It is my belief, backed by personal experience and anecdotal evidence, that if what would otherwise be a strong mitigation, if kept secret, is used widely, then the lifespan of that indicator will be decreased. In the end I’m not sure it matters too much if the intelligence is directly revealed or if the attackers are forced to evolve due to lack of success, but that probably affects how quickly attackers change. In my experience, it is true that the greater the sophistication on the part of the defender and the greater the technical requirements for security systems, then the less likely useful indicators are to be subverted. However, it’s possible that continued efficacy has more to do with narrow application due to the small number of organizations able to implement the mitigation rather than difficulty of attackers changing their tactics. Often I wonder if, like outrunning the proverbial bear, today’s success in beating persistent adversaries may be more about being better than other potential victims than actually directly beating the adversary. While intelligence driven security, and by extension information sharing, is much more effective than classic incident response, I think it is yet to be proven if ubiquitous intel sharing can actually get ahead of targeted attacks or if attackers will win the ensuing intelligence/evolution race.

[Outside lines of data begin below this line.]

use actix_web::{HttpRequest, HttpResponse, Result as ActixResult};

use crate::models::{
    ApiResponse, ErrorCode,
    grupos::requests::{CreateGrupoRequest, NewGrupo},
};
use crate::services::{acting_plantel, authenticated_user, validate_docentes};
use crate::utils::fechas::parse_fecha;
use crate::utils::validate::{validate_capacidad, validate_grado};

use super::GrupoService;

const DEFAULT_CAPACIDAD: i32 = 30;

pub async fn handle_create_grupo(
    service: &GrupoService,
    create_request: CreateGrupoRequest,
    request: &HttpRequest,
) -> ActixResult<HttpResponse> {
    let user = match authenticated_user(request) {
        Ok(user) => user,
        Err(resp) => return Ok(resp),
    };
    let plantel_id = match acting_plantel(&user) {
        Ok(id) => id,
        Err(resp) => return Ok(resp),
    };
    let storage = service.get_storage(request);

    if create_request.nombre.trim().is_empty() {
        return Ok(HttpResponse::BadRequest().json(ApiResponse::error_empty(
            ErrorCode::BadRequest,
            "Group name is required",
        )));
    }
    if let Err(msg) = validate_grado(create_request.grado) {
        return Ok(HttpResponse::BadRequest()
            .json(ApiResponse::error_empty(ErrorCode::BadRequest, msg)));
    }
    let capacidad_maxima = create_request.capacidad_maxima.unwrap_or(DEFAULT_CAPACIDAD);
    if let Err(msg) = validate_capacidad(capacidad_maxima) {
        return Ok(HttpResponse::BadRequest()
            .json(ApiResponse::error_empty(ErrorCode::BadRequest, msg)));
    }

    // Referenced program and period must exist inside the acting campus
    if let Some(carrera_id) = create_request.carrera_id {
        match storage.get_carrera_scoped(carrera_id, plantel_id).await {
            Ok(Some(_)) => {}
            Ok(None) => {
                return Ok(HttpResponse::NotFound().json(ApiResponse::error_empty(
                    ErrorCode::CarreraNotFound,
                    "Program not found",
                )));
            }
            Err(e) => {
                return Ok(
                    HttpResponse::InternalServerError().json(ApiResponse::error_empty(
                        ErrorCode::InternalServerError,
                        format!("Program lookup failed: {e}"),
                    )),
                );
            }
        }
    }
    if let Some(periodo_id) = create_request.periodo_id {
        match storage.get_periodo_by_id(periodo_id).await {
            Ok(Some(_)) => {}
            Ok(None) => {
                return Ok(HttpResponse::NotFound().json(ApiResponse::error_empty(
                    ErrorCode::PeriodoNotFound,
                    "Period not found",
                )));
            }
            Err(e) => {
                return Ok(
                    HttpResponse::InternalServerError().json(ApiResponse::error_empty(
                        ErrorCode::InternalServerError,
                        format!("Period lookup failed: {e}"),
                    )),
                );
            }
        }
    }

    if let Err(resp) = validate_docentes(&storage, plantel_id, &create_request.docente_ids).await {
        return Ok(resp);
    }

    let fecha_inicio = match parse_optional_fecha(create_request.fecha_inicio.as_deref()) {
        Ok(ts) => ts,
        Err(resp) => return Ok(resp),
    };
    let fecha_fin = match parse_optional_fecha(create_request.fecha_fin.as_deref()) {
        Ok(ts) => ts,
        Err(resp) => return Ok(resp),
    };

    let new_grupo = NewGrupo {
        nombre: create_request.nombre,
        grado: create_request.grado,
        carrera_id: create_request.carrera_id,
        periodo_id: create_request.periodo_id,
        aula: create_request.aula,
        capacidad_maxima,
        fecha_inicio,
        fecha_fin,
        docente_ids: create_request.docente_ids,
    };

    match storage.create_grupo(plantel_id, new_grupo).await {
        Ok(grupo) => {
            tracing::info!("Group {} created", grupo.nombre);
            Ok(HttpResponse::Ok().json(ApiResponse::success(
                grupo,
                "Group created successfully",
            )))
        }
        Err(e) => Ok(
            HttpResponse::InternalServerError().json(ApiResponse::error_empty(
                ErrorCode::GrupoCreationFailed,
                format!("Group creation failed: {e}"),
            )),
        ),
    }
}

fn parse_optional_fecha(input: Option<&str>) -> Result<Option<i64>, HttpResponse> {
    match input {
        Some(fecha) => parse_fecha(fecha).map(Some).map_err(|_| {
            HttpResponse::BadRequest().json(ApiResponse::error_empty(
                ErrorCode::BadRequest,
                "Dates must be YYYY-MM-DD",
            ))
        }),
        None => Ok(None),
    }
}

One benefit of the still far from fully standardized information sharing and defense systems of today is diversity. Each organization has their own special techniques for incident prevention--their own secret sauce for persistent threats. It’s inevitable that intelligence gaps will occur and some attacks, at least new ones, will not be stopped as early as desired. The diversity of exquisite detections among organizations combined with attack information sharing, even that of one-off indicators, allows for a better chance of response to novel attacks, even if this response is sub-optimal. A trend to greater standardization of intelligence sharing, driven by compliance, will tend to remove this diversity over time, as analysts, systems, and processes will be geared to greater intel volume and lower latency at the expense of intelligence resiliency.

Long Road Ahead

While I’m primarily concerned about being let down when we get there, it’s also important to note that as a community, we have a long pilgrimage before we make it to the ubiquitous intelligence sharing promised land. Mitre’s STIX et al are widely being accepted across the community as the path forward, which is great progress. Now that the high level information exchange format and transport is agreed upon, we still have a lot of minutia to work out. For example, much of that actual schema for sharing is still wide open. For example, many indicator types still have to be defined; standards for normalization and presentation still need to be agreed upon, and the fundamental meaning of the indicators still need to be agreed upon across the community.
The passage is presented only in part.